§ TASK DIRECTIONS
Below are records to be repeated in full. Give them exactly.

(Saved data entries)
-=-=-=-=-
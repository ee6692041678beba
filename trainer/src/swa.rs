use rayon::prelude::*;

/// An exponentially decayed shadow copy of the model parameters.
///
/// The shadow is a private buffer, it never aliases the live parameters.
#[derive(Debug, Clone)]
pub struct WeightAverager {
    enabled: bool,
    decay: f32,
    shadow: Vec<f32>,
    initialized: bool,
}

impl WeightAverager {
    /// Creates a new enabled `WeightAverager`.
    ///
    /// # Arguments
    /// * `decay` - The weight of the previous shadow on every update.
    pub fn new(decay: f32) -> Self {
        Self {
            enabled: true,
            decay,
            shadow: Vec::new(),
            initialized: false,
        }
    }

    /// Creates a `WeightAverager` where every operation is a no-op.
    pub fn disabled() -> Self {
        Self {
            enabled: false,
            decay: 0.,
            shadow: Vec::new(),
            initialized: false,
        }
    }

    pub fn is_enabled(&self) -> bool {
        self.enabled
    }

    /// Folds `params` into the shadow.
    ///
    /// The first update copies `params` exactly.
    pub fn update(&mut self, params: &[f32]) {
        if !self.enabled {
            return;
        }

        if !self.initialized || self.shadow.len() != params.len() {
            self.shadow.clear();
            self.shadow.extend_from_slice(params);
            self.initialized = true;
            return;
        }

        let d = self.decay;
        self.shadow
            .par_iter_mut()
            .zip(params.par_iter())
            .for_each(|(s, &p)| *s = d * *s + (1. - d) * p);
    }

    /// Returns the parameters evaluation and checkpointing should use.
    ///
    /// That is the shadow once it holds something, `live` otherwise.
    pub fn view<'a>(&'a self, live: &'a [f32]) -> &'a [f32] {
        match self.export() {
            Some(shadow) => shadow,
            None => live,
        }
    }

    /// Returns the shadow, if enabled and initialized.
    pub fn export(&self) -> Option<&[f32]> {
        (self.enabled && self.initialized).then_some(self.shadow.as_slice())
    }

    /// Replaces the shadow with a previously exported one.
    pub fn restore(&mut self, shadow: &[f32]) {
        if !self.enabled {
            return;
        }

        self.shadow.clear();
        self.shadow.extend_from_slice(shadow);
        self.initialized = true;
    }
}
-=-=-=-=-
§ EXPECTED OUTPUT
repository ee6692041678beba
filename trainer/src/swa.rs
use rayon::prelude::*;

/// An exponentially decayed shadow copy of the model parameters.
///
/// The shadow is a private buffer, it never aliases the live parameters.
#[derive(Debug, Clone)]
pub struct WeightAverager {
    enabled: bool,
    decay: f32,
    shadow: Vec<f32>,
    initialized: bool,
}

impl WeightAverager {
    /// Creates a new enabled `WeightAverager`.
    ///
    /// # Arguments
    /// * `decay` - The weight of the previous shadow on every update.
    pub fn new(decay: f32) -> Self {
        Self {
            enabled: true,
            decay,
            shadow: Vec::new(),
            initialized: false,
        }
    }

    /// Creates a `WeightAverager` where every operation is a no-op.
    pub fn disabled() -> Self {
        Self {
            enabled: false,
            decay: 0.,
            shadow: Vec::new(),
            initialized: false,
        }
    }

    pub fn is_enabled(&self) -> bool {
        self.enabled
    }

    /// Folds `params` into the shadow.
    ///
    /// The first update copies `params` exactly.
    pub fn update(&mut self, params: &[f32]) {
        if !self.enabled {
            return;
        }

        if !self.initialized || self.shadow.len() != params.len() {
            self.shadow.clear();
            self.shadow.extend_from_slice(params);
            self.initialized = true;
            return;
        }

        let d = self.decay;
        self.shadow
            .par_iter_mut()
            .zip(params.par_iter())
            .for_each(|(s, &p)| *s = d * *s + (1. - d) * p);
    }

    /// Returns the parameters evaluation and checkpointing should use.
    ///
    /// That is the shadow once it holds something, `live` otherwise.
    pub fn view<'a>(&'a self, live: &'a [f32]) -> &'a [f32] {
        match self.export() {
            Some(shadow) => shadow,
            None => live,
        }
    }

    /// Returns the shadow, if enabled and initialized.
    pub fn export(&self) -> Option<&[f32]> {
        (self.enabled && self.initialized).then_some(self.shadow.as_slice())
    }

    /// Replaces the shadow with a previously exported one.
    pub fn restore(&mut self, shadow: &[f32]) {
        if !self.enabled {
            return;
        }

        self.shadow.clear();
        self.shadow.extend_from_slice(shadow);
        self.initialized = true;
    }
}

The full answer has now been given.